## Problem details:
Read through the data below and state how many of its lines contain the word "Found", adding nothing.

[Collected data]
....
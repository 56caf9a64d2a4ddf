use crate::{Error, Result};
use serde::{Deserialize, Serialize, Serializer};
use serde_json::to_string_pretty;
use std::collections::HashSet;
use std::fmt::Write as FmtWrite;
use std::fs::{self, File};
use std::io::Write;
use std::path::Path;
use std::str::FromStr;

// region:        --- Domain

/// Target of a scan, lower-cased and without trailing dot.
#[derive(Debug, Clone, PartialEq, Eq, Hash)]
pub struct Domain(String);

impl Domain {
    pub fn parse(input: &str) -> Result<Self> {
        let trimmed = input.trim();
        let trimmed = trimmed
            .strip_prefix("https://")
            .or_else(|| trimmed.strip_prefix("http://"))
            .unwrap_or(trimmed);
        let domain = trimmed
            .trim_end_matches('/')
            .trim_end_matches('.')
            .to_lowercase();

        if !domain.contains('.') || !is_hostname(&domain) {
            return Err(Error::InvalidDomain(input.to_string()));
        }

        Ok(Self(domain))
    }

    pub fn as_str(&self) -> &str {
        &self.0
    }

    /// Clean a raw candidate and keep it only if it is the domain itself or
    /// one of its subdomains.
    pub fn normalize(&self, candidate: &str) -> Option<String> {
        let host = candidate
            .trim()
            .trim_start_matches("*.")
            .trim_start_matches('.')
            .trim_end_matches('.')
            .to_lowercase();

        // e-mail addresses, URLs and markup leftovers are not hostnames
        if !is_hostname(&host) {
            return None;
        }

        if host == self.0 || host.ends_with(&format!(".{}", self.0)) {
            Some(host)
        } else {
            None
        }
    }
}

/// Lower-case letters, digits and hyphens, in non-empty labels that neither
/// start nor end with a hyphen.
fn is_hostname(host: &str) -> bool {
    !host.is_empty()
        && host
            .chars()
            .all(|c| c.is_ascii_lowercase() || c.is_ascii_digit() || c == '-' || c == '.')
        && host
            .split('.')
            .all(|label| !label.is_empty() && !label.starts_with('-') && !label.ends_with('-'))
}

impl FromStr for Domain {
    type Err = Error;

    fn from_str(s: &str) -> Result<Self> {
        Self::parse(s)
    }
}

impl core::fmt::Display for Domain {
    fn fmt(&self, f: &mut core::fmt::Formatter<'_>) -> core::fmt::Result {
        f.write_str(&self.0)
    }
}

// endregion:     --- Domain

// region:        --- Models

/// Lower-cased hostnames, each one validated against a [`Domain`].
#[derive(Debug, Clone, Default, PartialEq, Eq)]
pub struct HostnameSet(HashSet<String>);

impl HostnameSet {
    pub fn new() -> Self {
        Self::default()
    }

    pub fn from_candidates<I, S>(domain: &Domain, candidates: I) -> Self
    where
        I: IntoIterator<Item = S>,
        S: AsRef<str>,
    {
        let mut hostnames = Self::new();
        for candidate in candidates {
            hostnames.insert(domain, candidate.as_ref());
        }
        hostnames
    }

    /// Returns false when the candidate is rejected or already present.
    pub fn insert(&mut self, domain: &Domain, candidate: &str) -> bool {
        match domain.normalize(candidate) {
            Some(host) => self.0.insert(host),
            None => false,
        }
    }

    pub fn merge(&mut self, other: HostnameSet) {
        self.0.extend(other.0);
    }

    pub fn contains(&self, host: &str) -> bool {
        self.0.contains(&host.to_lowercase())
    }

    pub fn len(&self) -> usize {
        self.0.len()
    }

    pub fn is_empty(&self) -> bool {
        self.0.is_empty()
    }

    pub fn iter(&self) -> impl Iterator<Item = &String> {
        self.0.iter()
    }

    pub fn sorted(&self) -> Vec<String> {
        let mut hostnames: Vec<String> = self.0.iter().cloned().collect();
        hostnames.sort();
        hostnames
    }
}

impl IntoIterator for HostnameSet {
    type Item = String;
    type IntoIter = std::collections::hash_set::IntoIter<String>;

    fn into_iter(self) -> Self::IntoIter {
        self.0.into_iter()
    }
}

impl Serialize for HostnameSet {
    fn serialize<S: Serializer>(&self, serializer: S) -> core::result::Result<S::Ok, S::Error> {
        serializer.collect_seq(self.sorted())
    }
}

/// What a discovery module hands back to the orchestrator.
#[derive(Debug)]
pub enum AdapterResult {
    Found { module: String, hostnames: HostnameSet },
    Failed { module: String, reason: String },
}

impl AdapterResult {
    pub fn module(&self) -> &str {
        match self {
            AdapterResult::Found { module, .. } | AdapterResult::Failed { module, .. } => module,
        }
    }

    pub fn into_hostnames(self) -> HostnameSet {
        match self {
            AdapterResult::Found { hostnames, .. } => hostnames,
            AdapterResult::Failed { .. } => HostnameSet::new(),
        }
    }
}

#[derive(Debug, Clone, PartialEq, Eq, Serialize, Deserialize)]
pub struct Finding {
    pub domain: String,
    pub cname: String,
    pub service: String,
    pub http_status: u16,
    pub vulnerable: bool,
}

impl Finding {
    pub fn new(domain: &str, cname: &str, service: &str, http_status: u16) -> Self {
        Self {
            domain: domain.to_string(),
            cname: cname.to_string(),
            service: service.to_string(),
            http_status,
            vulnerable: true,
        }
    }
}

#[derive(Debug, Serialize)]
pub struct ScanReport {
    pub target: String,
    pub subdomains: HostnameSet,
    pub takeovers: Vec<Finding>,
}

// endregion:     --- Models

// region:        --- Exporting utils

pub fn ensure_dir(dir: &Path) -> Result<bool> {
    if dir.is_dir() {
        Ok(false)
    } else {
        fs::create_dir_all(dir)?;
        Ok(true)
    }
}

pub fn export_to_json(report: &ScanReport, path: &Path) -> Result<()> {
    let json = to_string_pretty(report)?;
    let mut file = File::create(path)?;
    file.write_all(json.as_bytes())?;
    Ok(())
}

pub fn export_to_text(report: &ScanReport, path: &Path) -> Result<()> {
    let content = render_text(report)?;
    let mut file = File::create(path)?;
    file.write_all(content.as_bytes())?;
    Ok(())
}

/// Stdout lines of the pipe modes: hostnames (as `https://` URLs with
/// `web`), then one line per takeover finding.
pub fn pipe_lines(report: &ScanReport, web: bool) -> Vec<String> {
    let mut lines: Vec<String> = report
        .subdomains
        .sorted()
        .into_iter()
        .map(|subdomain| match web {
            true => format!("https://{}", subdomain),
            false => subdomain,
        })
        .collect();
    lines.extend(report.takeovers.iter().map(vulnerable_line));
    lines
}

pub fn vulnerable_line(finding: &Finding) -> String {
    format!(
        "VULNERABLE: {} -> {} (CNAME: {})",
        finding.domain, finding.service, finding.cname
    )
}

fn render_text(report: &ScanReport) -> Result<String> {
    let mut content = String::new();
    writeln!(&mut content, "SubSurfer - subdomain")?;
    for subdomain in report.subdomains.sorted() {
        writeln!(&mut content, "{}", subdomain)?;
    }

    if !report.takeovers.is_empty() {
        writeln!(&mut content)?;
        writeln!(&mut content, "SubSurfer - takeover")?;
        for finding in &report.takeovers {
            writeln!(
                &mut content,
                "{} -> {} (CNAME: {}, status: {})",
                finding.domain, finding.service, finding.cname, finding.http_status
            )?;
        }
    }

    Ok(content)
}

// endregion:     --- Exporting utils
....
## Reply to the task:
3